- Location: Sabon Layi, Birnin Gwari LGA, Kaduna State, Nigeria
- Date: 12 April 2023 8:00am
- Deaths: 9
- Victims: 60+ villagers displaced
- Perpetrator: Unknown bandits

= Sabon Layi attack =

2023 bandit attack in Nigeria

On 12 April 2023, unknown bandits attacked the village of Sabon Layi, Birnin Gwari LGA, Kaduna State, Nigeria, killing nine civilians. The perpetrators were found by Nigerian forces later that day and killed.

== Background ==
Birnin Gwari LGA of Kaduna State has been a hotspot of banditry, most often from Ansaru, since the late 2010s. On 1 April 2023, Nigerian officials reported that eleven militants were killed during an offensive against militant camps around several towns, including Sabon Layi. The clearance was part of the Nigerian army's Operation Whirl Punch against bandits in the area.

== Attack ==
The attack began around 8am on 12 April, when bandits stormed the village of Sabon Layi.

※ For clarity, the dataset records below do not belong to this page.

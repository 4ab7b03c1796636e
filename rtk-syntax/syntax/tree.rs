//! A layer's parse tree: a contiguous run of top-level units.
//!
//! Units are the granularity of reuse. Each one is parsed from a position
//! where the grammar holds no state carried over from earlier text, so an old
//! unit that starts exactly where fresh parsing arrives can be kept as is.

use std::{
  ops::Range,
  time::Instant,
};

use super::{
  ParseStats,
  grammar::{
    Grammar,
    Injection,
  },
};

/// Node kinds are grammar defined names.
pub type NodeKind = &'static str;

#[derive(Debug, Clone, PartialEq, Eq)]
pub struct Node {
  pub kind:     NodeKind,
  /// Byte range. Absolute while a grammar builds it, relative to the unit
  /// start once stored in a [`Tree`].
  pub range:    Range<usize>,
  pub children: Vec<Node>,
}

impl Node {
  pub fn leaf(kind: NodeKind, range: Range<usize>) -> Self {
    Self {
      kind,
      range,
      children: Vec::new(),
    }
  }

  pub fn with_children(kind: NodeKind, range: Range<usize>, children: Vec<Node>) -> Self {
    Self {
      kind,
      range,
      children,
    }
  }

  pub fn len(&self) -> usize {
    self.range.len()
  }

  pub fn is_empty(&self) -> bool {
    self.range.is_empty()
  }

  fn shift_down(&mut self, offset: usize) {
    self.range = self.range.start - offset..self.range.end - offset;
    for child in &mut self.children {
      child.shift_down(offset);
    }
  }

  /// Pre-order walk with absolute ranges.
  pub fn walk<'a>(&'a self, offset: usize, f: &mut impl FnMut(&'a Node, Range<usize>)) {
    f(self, self.range.start + offset..self.range.end + offset);
    for child in &self.children {
      child.walk(offset, f);
    }
  }

  pub fn child(&self, kind: NodeKind) -> Option<&Node> {
    self.children.iter().find(|child| child.kind == kind)
  }
}

/// A byte-level edit, the same shape tree-sitter uses.
#[derive(Debug, Clone, Copy, PartialEq, Eq)]
pub struct ByteEdit {
  pub start:   usize,
  pub old_end: usize,
  pub new_end: usize,
}

impl ByteEdit {
  fn delta(&self) -> isize {
    self.new_end as isize - self.old_end as isize
  }

  fn map_start(&self, pos: usize) -> usize {
    if pos <= self.start {
      pos
    } else if pos >= self.old_end {
      (pos as isize + self.delta()) as usize
    } else {
      self.start
    }
  }

  fn map_end(&self, pos: usize) -> usize {
    if pos < self.start {
      pos
    } else if pos >= self.old_end {
      (pos as isize + self.delta()) as usize
    } else {
      self.new_end
    }
  }
}

#[derive(Debug, Clone, PartialEq, Eq)]
pub struct Unit {
  pub start: usize,
  pub node:  Node,
  dirty:     bool,
}

impl Unit {
  pub fn end(&self) -> usize {
    self.start + self.node.range.end
  }

  pub fn range(&self) -> Range<usize> {
    self.start..self.end()
  }
}

/// The deadline passed before the parse finished.
#[derive(Debug, Clone, Copy, PartialEq, Eq)]
pub struct Timeout;

#[derive(Debug, Clone)]
pub struct Tree {
  range:      Range<usize>,
  units:      Vec<Unit>,
  needs_full: bool,
}

impl Tree {
  /// A tree over `range` that has not been parsed yet.
  pub fn unparsed(range: Range<usize>) -> Self {
    Self {
      range,
      units: Vec::new(),
      needs_full: true,
    }
  }

  pub fn range(&self) -> Range<usize> {
    self.range.clone()
  }

  pub fn units(&self) -> &[Unit] {
    &self.units
  }

  pub fn is_dirty(&self) -> bool {
    self.needs_full || self.units.iter().any(|unit| unit.dirty)
  }

  /// Units overlapping `range`.
  pub fn units_in(&self, range: Range<usize>) -> &[Unit] {
    let first = self.units.partition_point(|unit| unit.end() <= range.start);
    let last = self.units.partition_point(|unit| unit.start < range.end);
    &self.units[first..last.max(first)]
  }

  /// Shifts the tree through `edit` and marks every unit the edit touches.
  pub fn edit(&mut self, edit: &ByteEdit) {
    self.range = edit.map_start(self.range.start)..edit.map_end(self.range.end);
    if self.units.is_empty() {
      self.needs_full = true;
      return;
    }
    let delta = edit.delta();
    for unit in &mut self.units {
      let (start, end) = (unit.start, unit.end());
      if end < edit.start {
        continue;
      }
      if start > edit.old_end {
        unit.start = (start as isize + delta) as usize;
        continue;
      }
      unit.dirty = true;
      unit.start = edit.map_start(start);
    }
  }

  /// Re-parses dirty units. Returns the byte range whose structure was
  /// rebuilt, or `None` when nothing was dirty.
  pub fn reparse(
    &mut self,
    grammar: &dyn Grammar,
    source: &str,
    deadline: Option<Instant>,
    stats: &mut ParseStats,
  ) -> Result<Option<Range<usize>>, Timeout> {
    if self.needs_full {
      self.units = parse_units(
        grammar,
        source,
        self.range.start,
        self.range.end,
        deadline,
        stats,
        |_| false,
      )?;
      self.needs_full = false;
      return Ok(Some(self.range.clone()));
    }

    let Some(first_dirty) = self.units.iter().position(|unit| unit.dirty) else {
      return Ok(None);
    };
    let last_dirty = self
      .units
      .iter()
      .rposition(|unit| unit.dirty)
      .unwrap_or(first_dirty);
    let start_idx = first_dirty.saturating_sub(1);
    let from = self.units[start_idx].start;

    // old clean units after the edit are where parsing may rejoin the old tree
    let clean = &self.units[last_dirty + 1..];
    let mut next_clean = 0;
    let mut synced_at = None;
    let new_units = parse_units(grammar, source, from, self.range.end, deadline, stats, |pos| {
      while next_clean < clean.len() && clean[next_clean].start < pos {
        next_clean += 1;
      }
      let hit = next_clean < clean.len() && clean[next_clean].start == pos;
      if hit {
        synced_at = Some(next_clean);
      }
      hit
    })?;
    let resume = match synced_at {
      Some(idx) => last_dirty + 1 + idx,
      None => self.units.len(),
    };

    let mut region_start = from;
    let unchanged_prefix = start_idx < first_dirty
      && new_units
        .first()
        .is_some_and(|unit| *unit == self.units[start_idx]);
    if unchanged_prefix {
      region_start = new_units[0].end();
    }
    let region_end = new_units.last().map_or(from, Unit::end);

    self.units.splice(start_idx..resume, new_units);
    Ok(Some(region_start..region_end.max(region_start)))
  }

  /// Injection points of the units overlapping `range`.
  pub fn injections(
    &self,
    grammar: &dyn Grammar,
    source: &str,
    range: Range<usize>,
  ) -> Vec<Injection> {
    let mut injections = Vec::new();
    for unit in self.units_in(range) {
      grammar.injections(&unit.node, unit.start, source, &mut injections);
    }
    injections
  }
}

/// Parses units from `from` until `end`, stopping early when `synced` says
/// an old unit starts at the current position.
fn parse_units(
  grammar: &dyn Grammar,
  source: &str,
  from: usize,
  end: usize,
  deadline: Option<Instant>,
  stats: &mut ParseStats,
  mut synced: impl FnMut(usize) -> bool,
) -> Result<Vec<Unit>, Timeout> {
  let mut units = Vec::new();
  let mut pos = from;
  while pos < end {
    if !units.is_empty() && synced(pos) {
      break;
    }
    if deadline.is_some_and(|deadline| Instant::now() >= deadline) {
      return Err(Timeout);
    }
    let mut node = grammar.parse_unit(source, pos, end);
    debug_assert!(node.range.start == pos && node.range.end > pos && node.range.end <= end);
    // a grammar must always make progress
    if node.range.end <= pos {
      node = Node::leaf("error", pos..end);
    }
    stats.units_parsed += 1;
    stats.bytes_parsed += node.len();
    let unit_end = node.range.end;
    node.shift_down(pos);
    units.push(Unit {
      start: pos,
      node,
      dirty: false,
    });
    pos = unit_end;
  }
  Ok(units)
}

#[cfg(test)]
mod tests {
  use super::*;

  /// One unit per line, no injections.
  #[derive(Debug)]
  struct Lines;

  impl Grammar for Lines {
    fn parse_unit(&self, source: &str, start: usize, end: usize) -> Node {
      let stop = source[start..end]
        .find('\n')
        .map_or(end, |i| start + i + 1);
      Node::leaf("line", start..stop)
    }

    fn capture(&self, _kind: &str) -> Option<&'static str> {
      None
    }

    fn injections(&self, _unit: &Node, _offset: usize, _source: &str, _out: &mut Vec<Injection>) {}
  }

  fn parsed(source: &str) -> (Tree, ParseStats) {
    let mut stats = ParseStats::default();
    let mut tree = Tree::unparsed(0..source.len());
    tree.reparse(&Lines, source, None, &mut stats).unwrap();
    (tree, stats)
  }

  fn starts(tree: &Tree) -> Vec<usize> {
    tree.units().iter().map(|unit| unit.start).collect()
  }

  #[test]
  fn full_parse_covers_range() {
    let (tree, stats) = parsed("a\nbb\nccc");
    assert_eq!(starts(&tree), vec![0, 2, 5]);
    assert_eq!(stats.units_parsed, 3);
    assert_eq!(stats.bytes_parsed, 8);
  }

  #[test]
  fn single_edit_reparses_locally() {
    let old = "a\nbb\nccc\ndd\ne\n";
    let (mut tree, _) = parsed(old);
    // "bb" -> "bXb"
    let new = "a\nbXb\nccc\ndd\ne\n";
    tree.edit(&ByteEdit {
      start:   3,
      old_end: 3,
      new_end: 4,
    });
    let mut stats = ParseStats::default();
    let region = tree.reparse(&Lines, new, None, &mut stats).unwrap();
    assert_eq!(starts(&tree), vec![0, 2, 6, 10, 13]);
    // the untouched first line is re-parsed but not reported
    assert_eq!(region, Some(2..6));
    assert_eq!(stats.units_parsed, 2);
    assert!(!tree.is_dirty());
  }

  #[test]
  fn edit_that_joins_units_resyncs_later() {
    let (mut tree, _) = parsed("a\nbb\nccc\n");
    // delete the newline after "bb"
    tree.edit(&ByteEdit {
      start:   4,
      old_end: 5,
      new_end: 4,
    });
    let mut stats = ParseStats::default();
    let new = "a\nbbccc\n";
    let region = tree.reparse(&Lines, new, None, &mut stats).unwrap();
    assert_eq!(starts(&tree), vec![0, 2]);
    assert_eq!(region, Some(2..8));
  }

  #[test]
  fn expired_deadline_times_out() {
    let mut tree = Tree::unparsed(0..3);
    let mut stats = ParseStats::default();
    assert_eq!(
      tree.reparse(&Lines, "a\nb", Some(Instant::now()), &mut stats),
      Err(Timeout)
    );
  }

  #[test]
  fn units_in_selects_overlapping() {
    let (tree, _) = parsed("a\nbb\nccc");
    let hit: Vec<_> = tree.units_in(3..6).iter().map(Unit::range).collect();
    assert_eq!(hit, vec![2..5, 5..8]);
    assert!(tree.units_in(8..8).is_empty());
  }
}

Nigerian officials first received notification of the attack at 9:44am. The assailants shot sporadically for an hour, stealing livestock and looting from homes before they fled. The bodies of five victims were discovered in the village, and four others were found in the bush. Many residents escaped into the bush, with the IOM saying that around 60 residents were displaced in the attacks.

Nigerian aerial forces from Operation Whirl Punch entered Sabon Layi and pursued the attackers later that day. The bandits were discovered four kilometers north of Sabon Layi, where they were airstriked and an unknown number were killed and injured. Blurred photos released by Samuel Aruwan showed the bodies of at least four militants.